What the exercise asks:
Check each line of the records for "ColorOption"; collect those that have it.

Available records:
= Beginning of Section =

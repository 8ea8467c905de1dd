//! Rows for `item_colors` and `item_sizes`.

use sqlx::FromRow;
use stockgrid_core::options::{ColorOption, SizeOption};
use stockgrid_core::types::{DbId, Timestamp};

#[derive(Debug, Clone, FromRow)]
pub struct ColorRow {
    pub id: DbId,
    pub sku: String,
    pub name: String,
    pub swatch: Option<String>,
    pub sort_order: i32,
    pub created_at: Timestamp,
    pub updated_at: Timestamp,
}

impl From<ColorRow> for ColorOption {
    fn from(row: ColorRow) -> Self {
        ColorOption {
            id: row.id,
            sku: row.sku,
            name: row.name,
            swatch: row.swatch,
            sort_order: row.sort_order,
        }
    }
}

#[derive(Debug, Clone, FromRow)]
pub struct SizeRow {
    pub id: DbId,
    pub sku: String,
    pub label: String,
    pub sort_order: i32,
    pub created_at: Timestamp,
    pub updated_at: Timestamp,
}

impl From<SizeRow> for SizeOption {
    fn from(row: SizeRow) -> Self {
        SizeOption {
            id: row.id,
            sku: row.sku,
            label: row.label,
            sort_order: row.sort_order,
        }
    }
}
//! Routes scoped to one item, mounted at `/items/{sku}`.

use axum::routing::{delete, get, post};
use axum::Router;

use crate::handlers::{cascade, options, stock, templates};
use crate::state::AppState;

/// ```text
/// GET    /colors               -> list_colors
/// POST   /colors               -> save_color
/// DELETE /colors/{id}          -> delete_color
/// GET    /sizes                -> list_sizes
/// POST   /sizes                -> save_size
/// DELETE /sizes/{id}           -> delete_size
/// GET    /effective            -> resolve_effective
/// GET    /stock                -> summarize
/// PUT    /stock                -> sync_stock
/// POST   /stock/ensure         -> ensure_matrix
/// POST   /stock/distribute     -> distribute_evenly
/// POST   /templates/color      -> apply_color_template
/// POST   /templates/size       -> apply_size_template
/// ```
pub fn router() -> Router<AppState> {
    Router::new()
        .route(
            "/colors",
            get(options::list_colors).post(options::save_color),
        )
        .route("/colors/{id}", delete(options::delete_color))
        .route("/sizes", get(options::list_sizes).post(options::save_size))
        .route("/sizes/{id}", delete(options::delete_size))
        .route("/effective", get(cascade::resolve_effective))
        .route("/stock", get(stock::summarize).put(stock::sync_stock))
        .route("/stock/ensure", post(stock::ensure_matrix))
        .route("/stock/distribute", post(stock::distribute_evenly))
        .route("/templates/color", post(templates::apply_color_template))
        .route("/templates/size", post(templates::apply_size_template))
}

= End of Section =

Result of this task:
use stockgrid_core::options::{ColorOption, SizeOption};
impl From<ColorRow> for ColorOption {
        ColorOption {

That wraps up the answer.